- _Assignment_: Copy every line of the data in which the word "poll" occurs.

==*==

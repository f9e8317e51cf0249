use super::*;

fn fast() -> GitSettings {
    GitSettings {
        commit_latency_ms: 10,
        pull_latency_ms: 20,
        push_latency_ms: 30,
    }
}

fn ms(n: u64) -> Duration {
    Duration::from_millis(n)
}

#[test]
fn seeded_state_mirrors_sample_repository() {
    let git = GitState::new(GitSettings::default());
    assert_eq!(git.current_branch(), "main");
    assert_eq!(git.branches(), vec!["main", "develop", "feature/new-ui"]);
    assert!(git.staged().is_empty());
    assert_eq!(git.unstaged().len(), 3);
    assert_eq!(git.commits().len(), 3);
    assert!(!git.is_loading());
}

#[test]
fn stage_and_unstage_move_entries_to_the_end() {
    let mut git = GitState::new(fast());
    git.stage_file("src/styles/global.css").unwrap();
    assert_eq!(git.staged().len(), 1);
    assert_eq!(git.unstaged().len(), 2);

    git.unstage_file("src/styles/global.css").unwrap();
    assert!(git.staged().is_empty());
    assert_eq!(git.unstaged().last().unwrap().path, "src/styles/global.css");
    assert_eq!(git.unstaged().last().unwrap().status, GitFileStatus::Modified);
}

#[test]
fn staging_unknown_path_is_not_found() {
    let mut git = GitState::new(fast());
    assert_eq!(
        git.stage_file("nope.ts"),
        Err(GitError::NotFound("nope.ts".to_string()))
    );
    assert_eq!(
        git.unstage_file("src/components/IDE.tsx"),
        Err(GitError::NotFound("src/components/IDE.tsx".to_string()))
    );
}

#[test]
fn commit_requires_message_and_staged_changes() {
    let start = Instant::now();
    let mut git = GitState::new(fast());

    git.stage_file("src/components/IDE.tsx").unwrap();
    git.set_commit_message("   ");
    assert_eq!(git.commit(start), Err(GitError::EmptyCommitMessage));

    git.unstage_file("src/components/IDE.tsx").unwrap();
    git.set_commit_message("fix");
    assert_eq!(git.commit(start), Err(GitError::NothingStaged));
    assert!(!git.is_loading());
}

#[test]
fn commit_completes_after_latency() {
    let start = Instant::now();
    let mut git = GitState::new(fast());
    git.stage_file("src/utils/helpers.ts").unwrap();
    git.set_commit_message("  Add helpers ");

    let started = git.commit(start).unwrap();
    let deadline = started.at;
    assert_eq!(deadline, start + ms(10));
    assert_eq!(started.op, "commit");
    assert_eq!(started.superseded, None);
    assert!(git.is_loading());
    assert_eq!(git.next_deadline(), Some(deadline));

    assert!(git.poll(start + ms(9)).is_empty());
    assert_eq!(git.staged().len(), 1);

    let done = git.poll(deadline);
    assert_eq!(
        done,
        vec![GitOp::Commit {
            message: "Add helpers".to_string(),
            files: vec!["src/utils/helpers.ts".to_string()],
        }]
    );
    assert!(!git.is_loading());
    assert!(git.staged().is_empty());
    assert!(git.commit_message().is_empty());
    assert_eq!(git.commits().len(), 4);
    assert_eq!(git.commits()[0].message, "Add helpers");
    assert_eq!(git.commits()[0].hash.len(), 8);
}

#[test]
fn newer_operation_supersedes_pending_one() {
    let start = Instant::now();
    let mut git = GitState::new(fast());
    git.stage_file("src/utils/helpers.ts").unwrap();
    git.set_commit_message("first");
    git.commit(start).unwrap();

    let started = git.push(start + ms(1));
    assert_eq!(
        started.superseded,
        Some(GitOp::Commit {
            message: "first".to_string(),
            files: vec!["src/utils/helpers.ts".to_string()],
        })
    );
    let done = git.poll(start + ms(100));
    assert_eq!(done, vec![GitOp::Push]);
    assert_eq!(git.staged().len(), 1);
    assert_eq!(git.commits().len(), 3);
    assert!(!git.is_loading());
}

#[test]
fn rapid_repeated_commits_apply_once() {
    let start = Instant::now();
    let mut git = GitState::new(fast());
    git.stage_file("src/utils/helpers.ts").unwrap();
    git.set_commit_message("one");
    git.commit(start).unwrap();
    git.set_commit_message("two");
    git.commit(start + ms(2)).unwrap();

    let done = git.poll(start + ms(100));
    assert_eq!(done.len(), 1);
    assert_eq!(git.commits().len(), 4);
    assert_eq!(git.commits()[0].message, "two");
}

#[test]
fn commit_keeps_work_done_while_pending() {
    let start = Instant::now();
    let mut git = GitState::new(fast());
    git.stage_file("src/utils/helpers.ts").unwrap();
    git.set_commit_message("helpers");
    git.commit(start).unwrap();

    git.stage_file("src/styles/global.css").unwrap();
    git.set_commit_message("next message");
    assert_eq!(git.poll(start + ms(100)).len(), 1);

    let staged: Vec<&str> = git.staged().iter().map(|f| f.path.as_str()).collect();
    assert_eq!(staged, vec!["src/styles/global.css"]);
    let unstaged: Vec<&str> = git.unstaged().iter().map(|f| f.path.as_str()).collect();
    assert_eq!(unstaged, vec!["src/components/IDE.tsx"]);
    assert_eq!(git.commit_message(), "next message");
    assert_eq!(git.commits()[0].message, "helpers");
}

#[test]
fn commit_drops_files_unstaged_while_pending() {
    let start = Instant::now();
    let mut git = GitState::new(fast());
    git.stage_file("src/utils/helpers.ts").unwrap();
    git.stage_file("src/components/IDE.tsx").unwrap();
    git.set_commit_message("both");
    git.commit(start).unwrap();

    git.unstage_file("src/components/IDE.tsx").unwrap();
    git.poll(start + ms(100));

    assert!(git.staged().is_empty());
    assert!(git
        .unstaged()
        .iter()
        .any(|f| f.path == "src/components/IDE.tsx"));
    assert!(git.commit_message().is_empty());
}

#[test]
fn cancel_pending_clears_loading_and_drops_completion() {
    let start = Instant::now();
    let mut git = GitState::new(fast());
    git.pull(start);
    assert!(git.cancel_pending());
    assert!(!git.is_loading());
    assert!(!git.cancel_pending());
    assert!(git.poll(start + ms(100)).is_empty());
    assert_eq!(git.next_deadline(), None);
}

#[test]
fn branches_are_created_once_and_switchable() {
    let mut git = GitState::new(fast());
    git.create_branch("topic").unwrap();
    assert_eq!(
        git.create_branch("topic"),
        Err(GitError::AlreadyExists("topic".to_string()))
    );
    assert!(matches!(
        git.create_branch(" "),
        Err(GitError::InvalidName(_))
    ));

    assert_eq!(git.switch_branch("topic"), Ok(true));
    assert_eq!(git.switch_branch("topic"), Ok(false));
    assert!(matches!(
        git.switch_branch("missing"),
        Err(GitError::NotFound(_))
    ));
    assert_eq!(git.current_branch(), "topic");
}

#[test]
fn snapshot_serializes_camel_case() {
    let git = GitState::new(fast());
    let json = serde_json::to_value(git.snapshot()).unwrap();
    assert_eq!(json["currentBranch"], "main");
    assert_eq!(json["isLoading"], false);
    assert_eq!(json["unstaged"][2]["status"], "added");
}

==*==

- _Answer_:
    assert!(git.poll(start + ms(9)).is_empty());
    let done = git.poll(deadline);
    let done = git.poll(start + ms(100));
    let done = git.poll(start + ms(100));
    assert_eq!(git.poll(start + ms(100)).len(), 1);
    git.poll(start + ms(100));
    assert!(git.poll(start + ms(100)).is_empty());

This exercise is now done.